▶ **Task item**
Please give the number of lines in the records below where the word "return" occurs, and nothing else.

BEGIN Material supplied

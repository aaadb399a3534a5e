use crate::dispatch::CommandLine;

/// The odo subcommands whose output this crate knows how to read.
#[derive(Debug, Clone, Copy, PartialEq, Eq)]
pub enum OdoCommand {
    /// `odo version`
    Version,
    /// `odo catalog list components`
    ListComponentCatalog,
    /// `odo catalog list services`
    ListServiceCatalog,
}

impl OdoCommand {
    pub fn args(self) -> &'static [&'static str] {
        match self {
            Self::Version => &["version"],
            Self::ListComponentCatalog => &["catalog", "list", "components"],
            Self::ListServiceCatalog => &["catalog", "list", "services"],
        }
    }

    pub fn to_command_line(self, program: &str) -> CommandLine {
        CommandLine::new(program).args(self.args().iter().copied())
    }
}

END Material supplied
BEGIN Material supplied

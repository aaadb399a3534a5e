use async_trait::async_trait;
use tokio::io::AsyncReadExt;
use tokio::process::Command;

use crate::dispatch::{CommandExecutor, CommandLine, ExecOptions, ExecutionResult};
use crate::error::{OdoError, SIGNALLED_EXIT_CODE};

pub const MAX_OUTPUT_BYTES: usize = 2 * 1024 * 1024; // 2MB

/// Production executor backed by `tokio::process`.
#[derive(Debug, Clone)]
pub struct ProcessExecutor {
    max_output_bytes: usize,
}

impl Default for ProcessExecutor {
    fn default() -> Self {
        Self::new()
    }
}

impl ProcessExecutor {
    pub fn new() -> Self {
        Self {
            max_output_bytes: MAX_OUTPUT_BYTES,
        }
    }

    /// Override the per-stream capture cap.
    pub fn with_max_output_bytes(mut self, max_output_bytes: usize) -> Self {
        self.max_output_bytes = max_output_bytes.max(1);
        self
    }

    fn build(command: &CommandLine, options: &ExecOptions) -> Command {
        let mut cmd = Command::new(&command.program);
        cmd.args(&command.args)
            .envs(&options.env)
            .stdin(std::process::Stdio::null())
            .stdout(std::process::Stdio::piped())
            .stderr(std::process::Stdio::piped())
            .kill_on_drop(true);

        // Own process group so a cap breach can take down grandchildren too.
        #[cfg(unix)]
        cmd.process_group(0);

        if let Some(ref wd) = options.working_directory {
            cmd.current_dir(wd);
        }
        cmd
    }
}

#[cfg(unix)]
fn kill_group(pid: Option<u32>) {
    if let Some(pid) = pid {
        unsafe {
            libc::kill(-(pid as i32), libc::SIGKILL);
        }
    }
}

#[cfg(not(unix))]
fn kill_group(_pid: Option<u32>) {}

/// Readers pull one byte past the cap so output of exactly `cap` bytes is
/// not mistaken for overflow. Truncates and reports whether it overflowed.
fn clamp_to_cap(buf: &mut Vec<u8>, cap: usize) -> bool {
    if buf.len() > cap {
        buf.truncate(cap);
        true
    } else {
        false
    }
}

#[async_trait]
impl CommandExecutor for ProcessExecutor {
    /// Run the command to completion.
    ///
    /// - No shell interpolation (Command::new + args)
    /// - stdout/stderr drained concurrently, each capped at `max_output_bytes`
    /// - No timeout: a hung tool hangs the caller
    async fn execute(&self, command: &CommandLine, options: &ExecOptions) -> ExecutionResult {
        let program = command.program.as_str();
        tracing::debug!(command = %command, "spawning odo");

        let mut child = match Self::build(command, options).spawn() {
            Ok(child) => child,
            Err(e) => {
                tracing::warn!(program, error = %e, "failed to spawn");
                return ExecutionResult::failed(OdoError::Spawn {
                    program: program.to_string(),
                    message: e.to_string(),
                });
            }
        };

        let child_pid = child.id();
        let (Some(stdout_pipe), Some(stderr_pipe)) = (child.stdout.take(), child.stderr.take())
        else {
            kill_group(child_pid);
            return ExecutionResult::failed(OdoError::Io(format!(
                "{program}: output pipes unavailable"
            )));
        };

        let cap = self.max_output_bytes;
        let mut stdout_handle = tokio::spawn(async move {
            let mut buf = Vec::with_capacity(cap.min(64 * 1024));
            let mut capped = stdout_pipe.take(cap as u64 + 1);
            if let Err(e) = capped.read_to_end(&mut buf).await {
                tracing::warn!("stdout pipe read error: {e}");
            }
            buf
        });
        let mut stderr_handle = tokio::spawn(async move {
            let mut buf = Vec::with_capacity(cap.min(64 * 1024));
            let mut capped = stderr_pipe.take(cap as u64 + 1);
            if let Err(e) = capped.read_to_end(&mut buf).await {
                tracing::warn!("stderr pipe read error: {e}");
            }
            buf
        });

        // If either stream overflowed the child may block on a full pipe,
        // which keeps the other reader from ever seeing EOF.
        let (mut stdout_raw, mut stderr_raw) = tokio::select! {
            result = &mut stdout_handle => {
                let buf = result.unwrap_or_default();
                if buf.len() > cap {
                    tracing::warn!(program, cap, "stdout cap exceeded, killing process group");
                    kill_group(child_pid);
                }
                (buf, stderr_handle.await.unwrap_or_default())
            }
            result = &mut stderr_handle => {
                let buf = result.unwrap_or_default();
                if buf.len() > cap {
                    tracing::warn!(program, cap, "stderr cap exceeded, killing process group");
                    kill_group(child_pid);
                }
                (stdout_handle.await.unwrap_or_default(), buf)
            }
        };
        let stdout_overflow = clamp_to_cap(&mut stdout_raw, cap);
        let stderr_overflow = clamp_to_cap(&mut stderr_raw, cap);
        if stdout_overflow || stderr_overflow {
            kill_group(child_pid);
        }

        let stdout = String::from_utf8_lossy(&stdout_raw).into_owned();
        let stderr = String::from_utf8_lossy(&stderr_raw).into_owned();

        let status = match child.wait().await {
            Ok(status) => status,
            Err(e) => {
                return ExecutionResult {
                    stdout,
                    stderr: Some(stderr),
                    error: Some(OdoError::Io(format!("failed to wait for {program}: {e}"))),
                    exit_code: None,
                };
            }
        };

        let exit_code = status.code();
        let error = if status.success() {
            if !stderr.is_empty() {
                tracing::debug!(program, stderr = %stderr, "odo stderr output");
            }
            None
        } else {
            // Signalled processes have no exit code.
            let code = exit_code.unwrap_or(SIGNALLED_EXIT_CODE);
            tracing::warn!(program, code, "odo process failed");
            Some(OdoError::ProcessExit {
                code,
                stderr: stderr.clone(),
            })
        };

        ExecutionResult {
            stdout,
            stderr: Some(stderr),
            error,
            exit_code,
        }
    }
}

END Material supplied

▶ **Exercise response**
3